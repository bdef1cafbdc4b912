/// Builds a [`Value`](crate::Value) from JSON-like syntax.
///
/// ```rust
/// use chunked_json::{value, Value};
///
/// let doc = value!({ "id": 1, "tags": ["a", "b"], "extra": null });
/// assert_eq!(doc.as_object().map(|o| o.len()), Some(3));
/// ```
#[macro_export]
macro_rules! value {
    (null) => {
        $crate::Value::Null
    };

    (true) => {
        $crate::Value::Bool(true)
    };

    (false) => {
        $crate::Value::Bool(false)
    };

    ([]) => {
        $crate::Value::Array(vec![])
    };

    ([ $($elem:tt),* $(,)? ]) => {
        $crate::Value::Array(vec![$($crate::value!($elem)),*])
    };

    ({}) => {
        $crate::Value::Object($crate::Map::new())
    };

    ({ $($key:literal : $value:tt),* $(,)? }) => {{
        let mut object = $crate::Map::new();
        $(
            object.insert($key.to_string(), $crate::value!($value));
        )*
        $crate::Value::Object(object)
    }};

    // Anything else goes through serde.
    ($s:expr) => {
        $crate::to_value(&$s).unwrap_or($crate::Value::Null)
    };
}

/// Implements [`JsonObject`](crate::JsonObject) and [`JsonWrite`](crate::JsonWrite)
/// for a struct, writing the listed fields in order.
///
/// A field is written under its own name unless renamed with `as "name"`.
///
/// ```rust
/// use chunked_json::{json_object, to_string};
///
/// struct Point {
///     x: i32,
///     y: i32,
///     label: String,
/// }
///
/// json_object!(Point { x, y, label as "name" });
///
/// let p = Point { x: 1, y: -2, label: "origin".to_string() };
/// assert_eq!(to_string(&p).unwrap(), r#"{"x":1,"y":-2,"name":"origin"}"#);
/// ```
#[macro_export]
macro_rules! json_object {
    (@name $field:ident) => {
        stringify!($field)
    };

    (@name $field:ident $rename:literal) => {
        $rename
    };

    ($ty:ty { $($field:ident $(as $rename:literal)?),* $(,)? }) => {
        impl $crate::JsonObject for $ty {
            fn member_count(&self) -> usize {
                <[&str]>::len(&[$(stringify!($field)),*])
            }

            fn member(&self, index: usize) -> Option<(&str, &dyn $crate::JsonWrite)> {
                // One constant per field, numbered by declaration order.
                #[allow(non_camel_case_types, dead_code)]
                enum Member {
                    $($field),*
                }
                $(
                    #[allow(non_upper_case_globals)]
                    const $field: usize = Member::$field as usize;
                )*
                match index {
                    $($field => Some(($crate::json_object!(@name $field $($rename)?), &self.$field)),)*
                    _ => None,
                }
            }
        }

        impl $crate::JsonWrite for $ty {
            fn write_json(&self, state: &mut $crate::WriterState<'_>) -> $crate::Result<bool> {
                $crate::write_object(self, state)
            }
        }
    };
}

/// Implements [`JsonEnum`](crate::JsonEnum) and [`JsonWrite`](crate::JsonWrite)
/// for a fieldless enum, writing each variant as a quoted name.
///
/// ```rust
/// use chunked_json::{json_enum, to_string};
///
/// enum Level {
///     Low,
///     High,
/// }
///
/// json_enum!(Level { Low => "low", High });
///
/// assert_eq!(to_string(&vec![Level::Low, Level::High]).unwrap(), r#"["low","High"]"#);
/// ```
#[macro_export]
macro_rules! json_enum {
    (@name $variant:ident) => {
        stringify!($variant)
    };

    (@name $variant:ident $rename:literal) => {
        $rename
    };

    ($ty:ident { $($variant:ident $(=> $rename:literal)?),* $(,)? }) => {
        impl $crate::JsonEnum for $ty {
            fn member_name(&self) -> &str {
                match self {
                    $($ty::$variant => $crate::json_enum!(@name $variant $($rename)?)),*
                }
            }
        }

        impl $crate::JsonWrite for $ty {
            fn write_json(&self, state: &mut $crate::WriterState<'_>) -> $crate::Result<bool> {
                $crate::write_enum(self, state)
            }
        }
    };
}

# # # # # # #

EXERCISE GOAL –
Restate verbatim the first line above and all lines after it through the line containing "(@name $field:ident) =>"; omit the rest.

RESULT –
repository bdef1cafbdc4b912
/// Builds a [`Value`](crate::Value) from JSON-like syntax.
///
/// ```rust
/// use chunked_json::{value, Value};
///
/// let doc = value!({ "id": 1, "tags": ["a", "b"], "extra": null });
/// assert_eq!(doc.as_object().map(|o| o.len()), Some(3));
/// ```
#[macro_export]
macro_rules! value {
    (null) => {
        $crate::Value::Null
    };

    (true) => {
        $crate::Value::Bool(true)
    };

    (false) => {
        $crate::Value::Bool(false)
    };

    ([]) => {
        $crate::Value::Array(vec![])
    };

    ([ $($elem:tt),* $(,)? ]) => {
        $crate::Value::Array(vec![$($crate::value!($elem)),*])
    };

    ({}) => {
        $crate::Value::Object($crate::Map::new())
    };

    ({ $($key:literal : $value:tt),* $(,)? }) => {{
        let mut object = $crate::Map::new();
        $(
            object.insert($key.to_string(), $crate::value!($value));
        )*
        $crate::Value::Object(object)
    }};

    // Anything else goes through serde.
    ($s:expr) => {
        $crate::to_value(&$s).unwrap_or($crate::Value::Null)
    };
}

/// Implements [`JsonObject`](crate::JsonObject) and [`JsonWrite`](crate::JsonWrite)
/// for a struct, writing the listed fields in order.
///
/// A field is written under its own name unless renamed with `as "name"`.
///
/// ```rust
/// use chunked_json::{json_object, to_string};
///
/// struct Point {
///     x: i32,
///     y: i32,
///     label: String,
/// }
///
/// json_object!(Point { x, y, label as "name" });
///
/// let p = Point { x: 1, y: -2, label: "origin".to_string() };
/// assert_eq!(to_string(&p).unwrap(), r#"{"x":1,"y":-2,"name":"origin"}"#);
/// ```
#[macro_export]
macro_rules! json_object {
    (@name $field:ident) => {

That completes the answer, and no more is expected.